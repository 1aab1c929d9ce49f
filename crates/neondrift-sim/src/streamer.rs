//! The track streamer — sole owner of the active-segment registry and the
//! only component allowed to instantiate or destroy segments.
//!
//! Segments decide *when* through their triggers; everything that touches
//! entity lifetime or the registry goes through here.

use hecs::{Entity, World};
use rand::Rng;
use rand_chacha::ChaCha8Rng;

use neondrift_core::components::{Prop, Segment, SegmentInfo};
use neondrift_core::events::SimEvent;
use neondrift_core::types::Position;
use neondrift_track::catalog::TemplateCatalog;

pub struct TrackStreamer {
    catalog: TemplateCatalog,
    /// Live segment handles, in spawn order.
    registry: Vec<Entity>,
    /// Rotation index into the catalog; advances modulo its size.
    cursor: usize,
    next_segment_id: u32,
    max_active: usize,
    spacing: f64,
}

impl TrackStreamer {
    pub fn new(catalog: TemplateCatalog, max_active: usize, spacing: f64) -> Self {
        if catalog.is_empty() {
            tracing::warn!("template catalog is empty; no segments will spawn");
        }
        Self {
            catalog,
            registry: Vec::new(),
            cursor: 0,
            next_segment_id: 0,
            max_active,
            spacing,
        }
    }

    /// Gap between consecutive segments.
    pub fn spacing(&self) -> f64 {
        self.spacing
    }

    /// Live segment count after pruning.
    pub fn active_count(&mut self, world: &World) -> usize {
        self.housekeep(world);
        self.registry.len()
    }

    /// Instantiate the next template in rotation order with its near edge at
    /// `origin_z`. Refuses (logged no-op) when the catalog is empty or the
    /// registry is at capacity. Returns the new entity and its length.
    pub fn spawn_next(
        &mut self,
        world: &mut World,
        rng: &mut ChaCha8Rng,
        origin_z: f64,
        events: &mut Vec<SimEvent>,
    ) -> Option<(Entity, f64)> {
        // Prune before the capacity check so transient destruction never
        // causes a refusal on stale entries.
        self.housekeep(world);

        let Some(template) = self.catalog.get(self.cursor) else {
            tracing::debug!("spawn refused: catalog is empty");
            return None;
        };

        if self.registry.len() >= self.max_active {
            tracing::debug!(
                active = self.registry.len(),
                max = self.max_active,
                "spawn refused: registry at capacity"
            );
            return None;
        }

        let length = template.resolved_length();
        let id = self.next_segment_id;
        self.next_segment_id += 1;

        let entity = world.spawn((
            Segment,
            Position::new(0.0, 0.0, origin_z),
            SegmentInfo {
                id,
                origin_z,
                length,
                half_width: template.half_width,
                template: self.cursor,
                successor_requested: false,
            },
        ));
        self.registry.push(entity);

        for spec in &template.props {
            let x = if spec.lateral_jitter > 0.0 {
                rng.gen_range(-spec.lateral_jitter..=spec.lateral_jitter)
            } else {
                0.0
            };
            world.spawn((
                Prop {
                    kind: spec.kind,
                    value: spec.value,
                    radius: spec.radius,
                    triggered: false,
                    segment_id: id,
                },
                Position::new(x, 1.0, origin_z + spec.offset_z),
            ));
        }

        tracing::debug!(
            id,
            origin_z,
            length,
            template = %template.name,
            active = self.registry.len(),
            "spawned segment"
        );
        events.push(SimEvent::SegmentSpawned {
            id,
            origin_z,
            template: self.cursor,
        });

        self.cursor = (self.cursor + 1) % self.catalog.len();
        Some((entity, length))
    }

    /// Chain segments from `origin_z` to give a fresh session runway ahead
    /// of the craft.
    pub fn seed(
        &mut self,
        world: &mut World,
        rng: &mut ChaCha8Rng,
        origin_z: f64,
        count: usize,
        events: &mut Vec<SimEvent>,
    ) {
        let mut next_origin = origin_z;
        for _ in 0..count {
            match self.spawn_next(world, rng, next_origin, events) {
                Some((_, length)) => next_origin += length + self.spacing,
                None => break,
            }
        }
    }

    /// Destroy a segment and its props on the segment's own request.
    /// Destroying an already-cleared segment is a no-op.
    pub fn retire(&mut self, world: &mut World, entity: Entity, events: &mut Vec<SimEvent>) {
        let found = world
            .get::<&SegmentInfo>(entity)
            .ok()
            .map(|info| (info.id, info.origin_z));
        if let Some((id, origin_z)) = found {
            tracing::debug!(id, origin_z, "retiring segment");
            events.push(SimEvent::SegmentRetired { id, origin_z });
            despawn_segment(world, entity, id);
        }
        self.registry.retain(|e| *e != entity);
    }

    /// Destroy every tracked segment and empty the registry. Safe to call
    /// when the registry is already empty.
    pub fn clear_all(&mut self, world: &mut World) {
        let cleared = self.registry.len();
        for entity in std::mem::take(&mut self.registry) {
            let found = world.get::<&SegmentInfo>(entity).ok().map(|info| info.id);
            if let Some(id) = found {
                despawn_segment(world, entity, id);
            }
        }
        if cleared > 0 {
            tracing::debug!(cleared, "cleared all segments");
        }
    }

    /// Prune registry entries whose segment no longer exists. Runs every
    /// tick and again inside `spawn_next` before the capacity check.
    pub fn housekeep(&mut self, world: &World) {
        self.registry.retain(|e| world.contains(*e));
    }

    #[cfg(test)]
    pub fn registry(&self) -> &[Entity] {
        &self.registry
    }
}

/// Despawn one segment entity together with its props.
fn despawn_segment(world: &mut World, entity: Entity, segment_id: u32) {
    let props: Vec<Entity> = world
        .query::<&Prop>()
        .iter()
        .filter(|(_, prop)| prop.segment_id == segment_id)
        .map(|(e, _)| e)
        .collect();
    for prop in props {
        let _ = world.despawn(prop);
    }
    let _ = world.despawn(entity);
}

How to complete this task: Beginning with the first line of the records above, reproduce each line exactly, ending at the line that contains "pub struct TrackStreamer", and leave out everything else.

Reply:
repository 1aab1c929d9ce49f
filename crates/neondrift-sim/src/streamer.rs
//! The track streamer — sole owner of the active-segment registry and the
//! only component allowed to instantiate or destroy segments.
//!
//! Segments decide *when* through their triggers; everything that touches
//! entity lifetime or the registry goes through here.

use hecs::{Entity, World};
use rand::Rng;
use rand_chacha::ChaCha8Rng;

use neondrift_core::components::{Prop, Segment, SegmentInfo};
use neondrift_core::events::SimEvent;
use neondrift_core::types::Position;
use neondrift_track::catalog::TemplateCatalog;

pub struct TrackStreamer {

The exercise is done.